A good painting job is more than just slapping paint on the walls. It requires extra effort and attention to detail. It requires taking down all the bulletin boards, moving all of the furniture off the walls, removing all the face-plates, spackling and sanding all the dents and push-pin and staple holes, meticulously taping all the door and window trim and chalk boards, wiping away the worst of the dirt and always, always, always using a drop-cloth. These might seem like simple things, but they are not things most teenagers would know to do without some guidance.
Painting well, though, is not just knowing how to do it right — it is having the desire to do it right — to take the extra time and make that extra effort to do the best possible job. It is the “pride of ownership” that motivates me to want to do a good job — that is, owning my work and wanting to make sure that, because it is mine, it meets a high standard of quality.
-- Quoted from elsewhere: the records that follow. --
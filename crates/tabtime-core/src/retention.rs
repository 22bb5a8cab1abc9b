//! Retention window policy.
//!
//! The window is expressed in calendar months: with `months = 3` a sweep in
//! May keeps everything from 1 February onward, and everything dated before
//! that is expired.

use chrono::Months;

use crate::DayKey;

/// Months of history kept by default.
pub const DEFAULT_RETENTION_MONTHS: u32 = 3;

/// First day that survives a sweep run on `today`: the first day of the
/// month `months` before the current one.
pub fn retention_cutoff(today: DayKey, months: u32) -> DayKey {
    let first = today.first_of_month();

    first
        .date()
        .checked_sub_months(Months::new(months))
        .map(DayKey::new)
        .unwrap_or(first)
}

/// Returns true if a record for `day` falls outside the window.
pub fn is_expired(day: DayKey, cutoff: DayKey) -> bool {
    day < cutoff
}
//! The session clock: the single open observation of a foreground page.
//!
//! # State Machine
//!
//! ```text
//!            valid target                 target change / tab close /
//!   ┌──────┐ ─────────────▶ ┌────────┐    focus lost / shutdown
//!   │ Idle │                │ Active │ ──────────────────────────▶ Idle (+ delta)
//!   └──────┘ ◀───────────── └────────┘
//!      ▲ invalid target:       │ same key on same tab: no-op
//!      └── no-op               └──────────────────────────┘
//! ```
//!
//! The clock always finishes the current session before opening a new one,
//! so no instant is ever attributed to more than one key.

use std::fmt;
use std::time::Duration;

use chrono::{DateTime, Utc};
use serde::{Deserialize, Serialize};
use tracing::debug;

use crate::{is_trackable, normalize, DayKey, PendingDelta, TrackingKey};

/// Sessions shorter than this are dropped as drive-by navigation.
pub const MIN_VISIT_DURATION: Duration = Duration::from_secs(3);

/// Browser tab identifier as reported by the host platform.
#[derive(Debug, Clone, Copy, PartialEq, Eq, Hash, Serialize, Deserialize)]
#[serde(transparent)]
pub struct TabId(i64);

impl TabId {
    /// Creates a tab ID.
    pub const fn new(id: i64) -> Self {
        Self(id)
    }

    /// Returns the raw identifier.
    pub fn get(&self) -> i64 {
        self.0
    }
}

impl fmt::Display for TabId {
    fn fmt(&self, f: &mut fmt::Formatter<'_>) -> fmt::Result {
        write!(f, "{}", self.0)
    }
}

/// The currently open, unfinalized observation of one page.
#[derive(Debug, Clone, PartialEq, Eq)]
pub struct Session {
    pub key: TrackingKey,
    pub tab_id: TabId,
    pub started_at: DateTime<Utc>,
}

impl Session {
    /// Time spent in this session up to `now`.
    ///
    /// A clock that stepped backwards yields zero rather than a negative span.
    pub fn elapsed(&self, now: DateTime<Utc>) -> Duration {
        (now - self.started_at).to_std().unwrap_or(Duration::ZERO)
    }

    /// Finalizes the session into a delta attributed to the day of `now`.
    ///
    /// Returns `None` when the session was shorter than [`MIN_VISIT_DURATION`].
    pub fn finish(self, now: DateTime<Utc>) -> Option<PendingDelta> {
        let elapsed = self.elapsed(now);
        if elapsed < MIN_VISIT_DURATION {
            debug!(
                key = %self.key,
                elapsed_ms = elapsed.as_millis() as u64,
                "Session below minimum duration, dropped"
            );
            return None;
        }

        let milliseconds = u64::try_from(elapsed.as_millis()).unwrap_or(u64::MAX);
        Some(PendingDelta::new(
            DayKey::from_instant(now),
            self.key,
            milliseconds,
        ))
    }
}

/// Owner of the single active session.
#[derive(Debug, Default)]
pub struct SessionClock {
    current: Option<Session>,
}

impl SessionClock {
    /// Creates an idle clock.
    pub fn new() -> Self {
        Self::default()
    }

    /// Returns the active session, if any.
    pub fn current(&self) -> Option<&Session> {
        self.current.as_ref()
    }

    /// Returns true if a session is open.
    pub fn is_active(&self) -> bool {
        self.current.is_some()
    }

    /// Points the clock at a new foreground target.
    ///
    /// `None`, or an address that is not trackable, ends the current session
    /// without opening another. The same key on the same tab is a no-op.
    /// Returns the delta of the session that ended, if it qualified.
    pub fn observe(&mut self, target: Option<(TabId, &str)>, now: DateTime<Utc>) -> Option<PendingDelta> {
        let Some((tab_id, raw)) = target.filter(|(_, raw)| is_trackable(raw)) else {
            return self.end(now);
        };

        let key = normalize(raw);

        if let Some(current) = &self.current {
            if current.tab_id == tab_id && current.key == key {
                return None;
            }
        }

        let delta = self.end(now);

        debug!(key = %key, tab_id = %tab_id, "Session started");
        self.current = Some(Session {
            key,
            tab_id,
            started_at: now,
        });

        delta
    }

    /// Ends the active session, if any.
    pub fn end(&mut self, now: DateTime<Utc>) -> Option<PendingDelta> {
        let session = self.current.take()?;
        debug!(key = %session.key, tab_id = %session.tab_id, "Session ended");
        session.finish(now)
    }

    /// Ends the active session only if it belongs to the given tab.
    pub fn end_for_tab(&mut self, tab_id: TabId, now: DateTime<Utc>) -> Option<PendingDelta> {
        match &self.current {
            Some(session) if session.tab_id == tab_id => self.end(now),
            _ => None,
        }
    }
}
//! Pending deltas and persisted day records.

use std::collections::BTreeMap;

use serde::{Deserialize, Serialize};

use crate::{DayKey, TrackingKey};

/// Elapsed time awaiting durable persistence.
///
/// Produced when a session ends; owned by the accumulation buffer until a
/// flush hands it to the store writer.
#[derive(Debug, Clone, PartialEq, Eq, Serialize, Deserialize)]
pub struct PendingDelta {
    /// Local calendar day the time is attributed to
    pub day: DayKey,
    /// Page the time was spent on
    pub key: TrackingKey,
    /// Elapsed milliseconds
    pub milliseconds: u64,
}

impl PendingDelta {
    /// Creates a new pending delta.
    pub fn new(day: DayKey, key: TrackingKey, milliseconds: u64) -> Self {
        Self {
            day,
            key,
            milliseconds,
        }
    }
}

/// Accumulated milliseconds per tracking key for one calendar day.
///
/// Values only ever grow: the only mutation is [`DayRecord::add`].
#[derive(Debug, Clone, Default, PartialEq, Eq, Serialize, Deserialize)]
#[serde(transparent)]
pub struct DayRecord(BTreeMap<TrackingKey, u64>);

impl DayRecord {
    /// Creates an empty record.
    pub fn new() -> Self {
        Self::default()
    }

    /// Adds milliseconds to a key, creating the entry if absent.
    pub fn add(&mut self, key: &TrackingKey, milliseconds: u64) {
        let entry = self.0.entry(key.clone()).or_insert(0);
        *entry = entry.saturating_add(milliseconds);
    }

    /// Returns the milliseconds recorded for a key (zero if absent).
    pub fn get(&self, key: &TrackingKey) -> u64 {
        self.0.get(key).copied().unwrap_or(0)
    }

    /// Returns the total milliseconds across all keys.
    pub fn total(&self) -> u64 {
        self.0.values().fold(0u64, |acc, ms| acc.saturating_add(*ms))
    }

    /// Returns the number of keys in the record.
    pub fn len(&self) -> usize {
        self.0.len()
    }

    /// Returns true if nothing has been recorded.
    pub fn is_empty(&self) -> bool {
        self.0.is_empty()
    }

    /// Iterates over `(key, milliseconds)` in key order.
    pub fn iter(&self) -> impl Iterator<Item = (&TrackingKey, &u64)> {
        self.0.iter()
    }
}

#[cfg(test)]
mod tests {
    use super::*;
    use crate::normalize;

    #[test]
    fn test_add_creates_and_accumulates() {
        let key = normalize("https://example.com/a");
        let mut record = DayRecord::new();
        assert_eq!(record.get(&key), 0);

        record.add(&key, 1_000);
        record.add(&key, 2_500);

        assert_eq!(record.get(&key), 3_500);
        assert_eq!(record.len(), 1);
    }

    #[test]
    fn test_total_sums_all_keys() {
        let mut record = DayRecord::new();
        record.add(&normalize("https://a.com/"), 4_000);
        record.add(&normalize("https://b.com/"), 6_000);
        assert_eq!(record.total(), 10_000);
    }

    #[test]
    fn test_add_saturates() {
        let key = normalize("https://example.com/");
        let mut record = DayRecord::new();
        record.add(&key, u64::MAX);
        record.add(&key, 10);
        assert_eq!(record.get(&key), u64::MAX);
    }

    #[test]
    fn test_record_serializes_as_flat_map() {
        let mut record = DayRecord::new();
        record.add(&normalize("https://a.com/page"), 20_000);
        let json = serde_json::to_value(&record).unwrap();
        assert_eq!(json, serde_json::json!({"https://a.com/page": 20000}));

        let back: DayRecord = serde_json::from_value(json).unwrap();
        assert_eq!(back, record);
    }
}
Working with our students, and with my own teenage kids, has led me to think a lot about where pride of ownership comes from. I spent a lot of my childhood with my grandparents, first generation immigrants, and proud owners of a small house in California. My grandfather, who was a linesman for the phone company, maintained a workshop in his garage and took meticulous care of his home. Painting with our students, I realize that the high standards I carry to my work every day echoed what I saw my granpa doing every day of my childhood.
I realize that my experience isn’t everyone’s experience. At a time in history when the American Dream seems to have lost some luster, when home foreclosures are an everyday occurrence, when young people in particular are struggling to find meaningful paid work — what is the source of pride of ownership?
And so we come to what I hope (I wonder) the students I worked with over break may have learned from me: not just the right way to tape off a door or window, or how to spackle in a way that requires the least amount of sanding, or to always, always, always use a drop-cloth (so that you don’t have to spend hours scrubbing paint splatter off the floor when you are done), but that when you do things well you can and should feel pride in your work; that everyone who walks through the door of that classroom is going to see what you have done, and if you have done it well they will appreciate it because it will create a pleasant environment for them to learn in. And this is something to be proud of.
I personally believe that pride of ownership, as defined here, contributes to an intrinsic sense of self-worth, success and happiness no matter what you aspire to. It can be learned in many different ways but it is not easy to come by. I have learned not to assume that everyone has had the opportunity to learn pride of ownership — and I try not to judge those who lack it. Instead I look for ways and opportunities to model and teach it and I see the same happening throughout Common Ground. Whether it is Shannon, our Farm Manager, teaching kids how to weed a bed or Karen Climis, a Math Teacher at Common Ground High School, helping a student solve a geometry problem or Rhonda DeLoatch, our chef, showing a student the correct way to slice a carrot or Camille Seabury, one of our after-school staff, helping a student complete a difficult homework assignment, taking ownership of the work, and putting in the effort necessary to feel proud of the result, is an essential lesson we strive to incorporate into everything that we do and that is just one more thing that I love about Common Ground.